Dawkins provides a clear explanation of how the "Boeing 747 assembled by a hurricane" metaphor described in this story can be (and is) highly unlikely without damaging the arguments of evolution by natural selection (chapter 9, starting on page 234). The watch story is still a clever story, but no longer helpful.

Note 2: The joke goes as follow: One day a group of scientists got together and decided that man had come a long way and no longer needed God. So they picked one scientist to go and tell Him that they were done with Him. The scientist walked up to God and said, "God, we've decided that we no longer need you.

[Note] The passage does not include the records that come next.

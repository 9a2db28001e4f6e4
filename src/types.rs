use chrono::{DateTime, Utc};
use serde::{Deserialize, Deserializer, Serialize};
use std::collections::HashMap;
use uuid::Uuid;

/// A URL the monitor has already evaluated, tracked by the ledger.
#[derive(Debug, Clone, PartialEq, Serialize, Deserialize)]
pub struct SeenArticle {
    pub title: Option<String>,
    /// First sighting; `None` when the persisted timestamp was unparsable.
    /// Cleanup treats `None` as stale and always evicts it.
    #[serde(default, deserialize_with = "lenient_datetime")]
    pub first_seen: Option<DateTime<Utc>>,
    pub seen_count: u64,
}

/// Whole-ledger snapshot, persisted as a single JSON blob.
#[derive(Debug, Clone, PartialEq, Serialize, Deserialize)]
pub struct LedgerSnapshot {
    pub created_at: DateTime<Utc>,
    pub last_updated: DateTime<Utc>,
    pub articles: HashMap<String, SeenArticle>,
}

impl LedgerSnapshot {
    pub fn new() -> Self {
        let now = Utc::now();
        Self {
            created_at: now,
            last_updated: now,
            articles: HashMap::new(),
        }
    }
}

impl Default for LedgerSnapshot {
    fn default() -> Self {
        Self::new()
    }
}

/// A processed article as persisted by the article store.
#[derive(Debug, Clone, Serialize, Deserialize)]
pub struct ArticleRecord {
    pub id: Uuid,
    pub url: String,
    pub title: String,
    pub content: String,
    pub summary: Option<String>,
    pub source_url: String,
    /// Advisory association derived from URL matching, never a hard key.
    pub company: Option<String>,
    pub genai_related: bool,
    pub discovered_at: DateTime<Utc>,
    pub processed_at: DateTime<Utc>,
}

/// A candidate article as yielded by the fetch collaborator, before
/// classification.
#[derive(Debug, Clone, PartialEq)]
pub struct CandidateArticle {
    pub title: String,
    pub url: String,
    pub content: String,
    pub source_url: String,
}

/// Classifier verdict with the evidence counts behind it. Transient: only
/// the boolean survives into the article record.
#[derive(Debug, Clone, Copy, PartialEq, Eq)]
pub struct ClassificationResult {
    pub related: bool,
    pub keyword_matches: usize,
    pub pattern_matches: usize,
    pub context_matches: usize,
}

/// Totals reported to the stats sink once per monitoring run.
#[derive(Debug, Clone, Copy, Default, PartialEq, Serialize, Deserialize)]
pub struct RunStats {
    pub total_found: usize,
    pub total_relevant: usize,
    pub source_count: usize,
    pub elapsed_seconds: u64,
}

/// Snapshot-level ledger statistics.
#[derive(Debug, Clone, Serialize)]
pub struct LedgerStats {
    pub total_articles_seen: usize,
    pub created_at: DateTime<Utc>,
    pub last_updated: DateTime<Utc>,
    pub file_size_bytes: u64,
}

// Tolerates the original storage format's free-form timestamps: anything
// that is not valid RFC 3339 loads as None instead of failing the snapshot.
fn lenient_datetime<'de, D>(deserializer: D) -> std::result::Result<Option<DateTime<Utc>>, D::Error>
where
    D: Deserializer<'de>,
{
    let value = serde_json::Value::deserialize(deserializer)?;
    Ok(value
        .as_str()
        .and_then(|s| DateTime::parse_from_rfc3339(s).ok())
        .map(|dt| dt.with_timezone(&Utc)))
}

#[derive(Debug, thiserror::Error)]
pub enum MonitorError {
    #[error("HTTP error: {0}")]
    Http(#[from] reqwest::Error),

    #[error("IO error: {0}")]
    Io(#[from] std::io::Error),

    #[error("Serialization error: {0}")]
    Serialization(#[from] serde_json::Error),

    #[error("Invalid URL: {0}")]
    InvalidUrl(#[from] url::ParseError),

    #[error("Invalid pattern: {0}")]
    Pattern(#[from] regex::Error),

    #[error("Configuration error: {0}")]
    Config(String),

    #[error("Fetch error: {0}")]
    Fetch(String),

    #[error("Model error: {0}")]
    Model(String),

    #[error("Storage error: {0}")]
    Storage(String),

    #[error("{0}")]
    General(String),
}

pub type Result<T> = std::result::Result<T, MonitorError>;
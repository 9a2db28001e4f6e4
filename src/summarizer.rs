use crate::model::TextModel;
use crate::retry::RetryPolicy;
use crate::types::Result;
use std::sync::Arc;
use tracing::{debug, warn};

/// Word budget applied to model input to stay inside context limits.
const MAX_INPUT_WORDS: usize = 1024;

/// Condenses article text to a short synopsis. The primary path delegates
/// to the text-generation collaborator; any failure there falls back to the
/// deterministic extractive algorithm.
pub struct Summarizer {
    model: Arc<dyn TextModel>,
    retry: RetryPolicy,
    keywords: Vec<String>,
    max_len: usize,
    min_len: usize,
}

impl Summarizer {
    pub fn new(model: Arc<dyn TextModel>, retry: RetryPolicy, keywords: Vec<String>) -> Self {
        Self {
            model,
            retry,
            keywords,
            max_len: 150,
            min_len: 50,
        }
    }

    pub fn with_lengths(mut self, max_len: usize, min_len: usize) -> Self {
        self.max_len = max_len;
        self.min_len = min_len;
        self
    }

    /// Produce a summary for `text`. Never fails and never returns an empty
    /// string for non-empty input; output always ends with `.` or `...`.
    pub async fn summarize(&self, text: &str) -> String {
        if text.is_empty() {
            return String::new();
        }

        match self.summarize_with_model(text).await {
            Ok(summary) => summary,
            Err(e) => {
                warn!(
                    "Model summarization failed ({}), using extractive fallback",
                    e
                );
                extractive_summary(text, &self.keywords, self.max_len)
            }
        }
    }

    async fn summarize_with_model(&self, text: &str) -> Result<String> {
        let capped = cap_words(text, MAX_INPUT_WORDS);

        let raw = self
            .retry
            .run("model summarization", || {
                self.model.generate(&capped, self.max_len, self.min_len)
            })
            .await?;

        let mut summary = raw.trim().to_string();
        if !summary.ends_with('.') {
            summary.push('.');
        }
        debug!("Generated summary via {}: {} chars", self.model.model_name(), summary.len());
        Ok(summary)
    }
}

fn cap_words(text: &str, max_words: usize) -> String {
    let words: Vec<&str> = text.split_whitespace().collect();
    if words.len() > max_words {
        words[..max_words].join(" ")
    } else {
        text.to_string()
    }
}

/// Deterministic extractive fallback: selects the highest-scoring original
/// sentences until the length budget is spent.
pub fn extractive_summary(text: &str, keywords: &[String], max_len: usize) -> String {
    let sentences: Vec<&str> = text.split(". ").collect();

    if sentences.len() <= 2 {
        return truncate_with_ellipsis(text, max_len);
    }

    let mut scored: Vec<(f64, &str)> = sentences
        .iter()
        .enumerate()
        .map(|(i, sentence)| {
            let lower = sentence.to_lowercase();
            let mut score: f64 = keywords
                .iter()
                .filter(|keyword| lower.contains(keyword.to_lowercase().as_str()))
                .count() as f64;
            // Leading sentences tend to carry the key information.
            if i < 3 {
                score += 0.5;
            }
            (score, *sentence)
        })
        .collect();

    // Stable sort keeps original order among equal scores.
    scored.sort_by(|a, b| b.0.partial_cmp(&a.0).unwrap_or(std::cmp::Ordering::Equal));

    let mut parts: Vec<&str> = Vec::new();
    let mut current_len = 0usize;
    for (_, sentence) in &scored {
        // Account for the ". " joiner so the budget holds after assembly.
        let addition = sentence.len() + if parts.is_empty() { 0 } else { 2 };
        if current_len + addition > max_len {
            break;
        }
        parts.push(sentence);
        current_len += addition;
    }

    if parts.is_empty() {
        return truncate_with_ellipsis(text, max_len);
    }

    let mut summary = parts.join(". ");
    if !summary.ends_with('.') {
        summary.push('.');
    }
    summary
}

fn truncate_with_ellipsis(text: &str, max_len: usize) -> String {
    if text.chars().count() <= max_len {
        text.to_string()
    } else {
        let truncated: String = text.chars().take(max_len).collect();
        format!("{}...", truncated)
    }
}

#[cfg(test)]
mod tests {
    use super::*;
    use crate::config::default_keywords;
    use crate::model::MockTextModel;
    use crate::retry::RetryPolicy;
    use std::time::Duration;

    fn summarizer(model: MockTextModel) -> Summarizer {
        let retry = RetryPolicy::new(2, Duration::from_millis(1), 2.0);
        Summarizer::new(Arc::new(model), retry, default_keywords())
    }

    #[tokio::test]
    async fn model_path_appends_terminal_period() {
        let s = summarizer(MockTextModel::with_reply("A tidy model summary"));
        let summary = s.summarize("Some article text about generative ai.").await;
        assert_eq!(summary, "A tidy model summary.");
    }

    #[tokio::test]
    async fn model_failure_falls_back_to_extractive() {
        let s = summarizer(MockTextModel::failing());
        let text = "Banks adopt generative ai tools. Customers notice faster service. \
                    Analysts expect further llm investment. Regulators are watching closely.";
        let summary = s.summarize(text).await;
        assert!(!summary.is_empty());
        assert!(summary.ends_with('.') || summary.ends_with("..."));
    }

    #[tokio::test]
    async fn empty_input_stays_empty() {
        let s = summarizer(MockTextModel::failing());
        assert_eq!(s.summarize("").await, "");
    }

    #[test]
    fn single_sentence_is_returned_as_is() {
        let text = "One short sentence";
        let summary = extractive_summary(text, &default_keywords(), 150);
        assert_eq!(summary, text);
    }

    #[test]
    fn short_input_is_truncated_with_ellipsis() {
        let text = "x".repeat(200);
        let summary = extractive_summary(&text, &default_keywords(), 150);
        assert_eq!(summary.chars().count(), 153);
        assert!(summary.ends_with("..."));
    }

    #[test]
    fn output_never_exceeds_budget_plus_allowance() {
        let text = "Generative ai leads the quarter. The chatgpt rollout expanded. \
                    Teams shipped llm features weekly. Costs stayed flat. \
                    Customers reported better outcomes. More launches are planned.";
        for max_len in [30, 80, 150, 400] {
            let summary = extractive_summary(text, &default_keywords(), max_len);
            assert!(
                summary.chars().count() <= max_len + 3,
                "len {} exceeds budget {}",
                summary.chars().count(),
                max_len
            );
        }
    }

    #[test]
    fn keyword_sentences_are_preferred() {
        let text = "The weather was mild on Tuesday. Nothing else happened downtown. \
                    The firm launched a generative ai assistant built on a large language model. \
                    Lunch was served at noon. The parking lot was repaved.";
        let summary = extractive_summary(text, &default_keywords(), 150);
        assert!(summary.contains("generative ai"));
    }

    #[test]
    fn extractive_summary_is_deterministic() {
        let text = "First fact here. Second fact there. Third fact about llm tools. \
                    Fourth fact elsewhere. Fifth and final fact.";
        let a = extractive_summary(text, &default_keywords(), 100);
        let b = extractive_summary(text, &default_keywords(), 100);
        assert_eq!(a, b);
    }

    #[test]
    fn multibyte_text_truncates_without_panic() {
        let text = "é".repeat(300);
        let summary = extractive_summary(&text, &default_keywords(), 150);
        assert!(summary.ends_with("..."));
    }

    #[test]
    fn cap_words_enforces_budget() {
        let text = "word ".repeat(2000);
        let capped = cap_words(&text, MAX_INPUT_WORDS);
        assert_eq!(capped.split_whitespace().count(), MAX_INPUT_WORDS);
    }
}
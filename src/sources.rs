use serde::{Deserialize, Serialize};
use std::fs;
use std::path::Path;
use tracing::{info, warn};
use url::Url;

/// An organization whose web presence is monitored.
#[derive(Debug, Clone, PartialEq, Serialize, Deserialize)]
pub struct Company {
    pub name: String,
    pub sector: String,
    pub websites: Vec<String>,
    #[serde(default)]
    pub keywords: Vec<String>,
}

/// Registry of monitored companies. The article→company association it
/// derives is advisory, by URL prefix or shared domain, never a hard key.
pub struct SourceRegistry {
    companies: Vec<Company>,
}

impl SourceRegistry {
    /// Load companies from a JSON file, falling back to the default
    /// financial-sector set when the file is missing or unreadable.
    pub fn load<P: AsRef<Path>>(path: P) -> Self {
        let path = path.as_ref();
        let companies = match fs::read_to_string(path) {
            Ok(raw) => match serde_json::from_str::<Vec<Company>>(&raw) {
                Ok(companies) => {
                    info!("Loaded {} companies from {}", companies.len(), path.display());
                    companies
                }
                Err(e) => {
                    warn!("Error parsing companies file {}: {}", path.display(), e);
                    default_companies()
                }
            },
            Err(_) => default_companies(),
        };

        Self { companies }
    }

    pub fn with_companies(companies: Vec<Company>) -> Self {
        Self { companies }
    }

    pub fn companies(&self) -> &[Company] {
        &self.companies
    }

    /// All monitored website URLs across companies.
    pub fn websites(&self) -> Vec<String> {
        self.companies
            .iter()
            .flat_map(|company| company.websites.iter().cloned())
            .collect()
    }

    /// Advisory company association for an article URL: exact prefix match
    /// first, then shared domain.
    pub fn company_for_url(&self, url: &str) -> Option<&Company> {
        if let Some(company) = self
            .companies
            .iter()
            .find(|company| company.websites.iter().any(|site| url.starts_with(site.as_str())))
        {
            return Some(company);
        }

        let domain = host_of(url)?;
        self.companies.iter().find(|company| {
            company
                .websites
                .iter()
                .any(|site| host_of(site).as_deref() == Some(domain.as_str()))
        })
    }
}

fn host_of(url: &str) -> Option<String> {
    Url::parse(url)
        .ok()
        .and_then(|parsed| parsed.host_str().map(|h| h.to_string()))
}

/// Default monitored set: financial-sector corporate newsrooms.
pub fn default_companies() -> Vec<Company> {
    vec![
        Company {
            name: "JPMorgan Chase".to_string(),
            sector: "Banking".to_string(),
            websites: vec![
                "https://www.jpmorganchase.com/news".to_string(),
                "https://www.jpmorgan.com/insights".to_string(),
            ],
            keywords: vec![
                "artificial intelligence".to_string(),
                "machine learning".to_string(),
                "digital transformation".to_string(),
            ],
        },
        Company {
            name: "Bank of America".to_string(),
            sector: "Banking".to_string(),
            websites: vec![
                "https://newsroom.bankofamerica.com".to_string(),
                "https://about.bankofamerica.com/en/making-an-impact".to_string(),
            ],
            keywords: vec![
                "digital banking".to_string(),
                "innovation".to_string(),
                "automation".to_string(),
            ],
        },
        Company {
            name: "Capital One".to_string(),
            sector: "Banking".to_string(),
            websites: vec![
                "https://www.capitalone.com/about/newsroom".to_string(),
                "https://www.capitalone.com/tech".to_string(),
            ],
            keywords: vec![
                "machine learning".to_string(),
                "cloud".to_string(),
                "technology".to_string(),
            ],
        },
        Company {
            name: "Goldman Sachs".to_string(),
            sector: "Investment Banking".to_string(),
            websites: vec![
                "https://www.goldmansachs.com/insights".to_string(),
                "https://www.goldmansachs.com/media".to_string(),
            ],
            keywords: vec![
                "artificial intelligence".to_string(),
                "algorithmic trading".to_string(),
                "fintech".to_string(),
            ],
        },
        Company {
            name: "Morgan Stanley".to_string(),
            sector: "Investment Banking".to_string(),
            websites: vec![
                "https://www.morganstanley.com/ideas".to_string(),
                "https://www.morganstanley.com/press-releases".to_string(),
            ],
            keywords: vec![
                "technology".to_string(),
                "digital transformation".to_string(),
            ],
        },
    ]
}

We're to the point that we can clone people and do many miraculous things, so why don't you just go on and get lost." God listened very patiently and kindly to the man and after the scientist was done talking, God said, "Very well, how about this, let's say we have a man making contest." To which the scientist replied, "OK, great!" But God added, "Now, we're going to do this just like I did back in the old days with Adam." The scientist said, "Sure, no problem" and bent down and grabbed himself a handful of clay. God just looked at him and said, "No, no, no. You go get your own clay!"

This point of view matches what Paul says to the Athenians in Acts 17:27-28: "That they should seek the Lord, if haply they might feel after him, and find him, though he be not far from every one of us: For in him we live, and move, and have our being." It strikes at the more fundamental question of creation, asking what is the source of the energy in the Universe.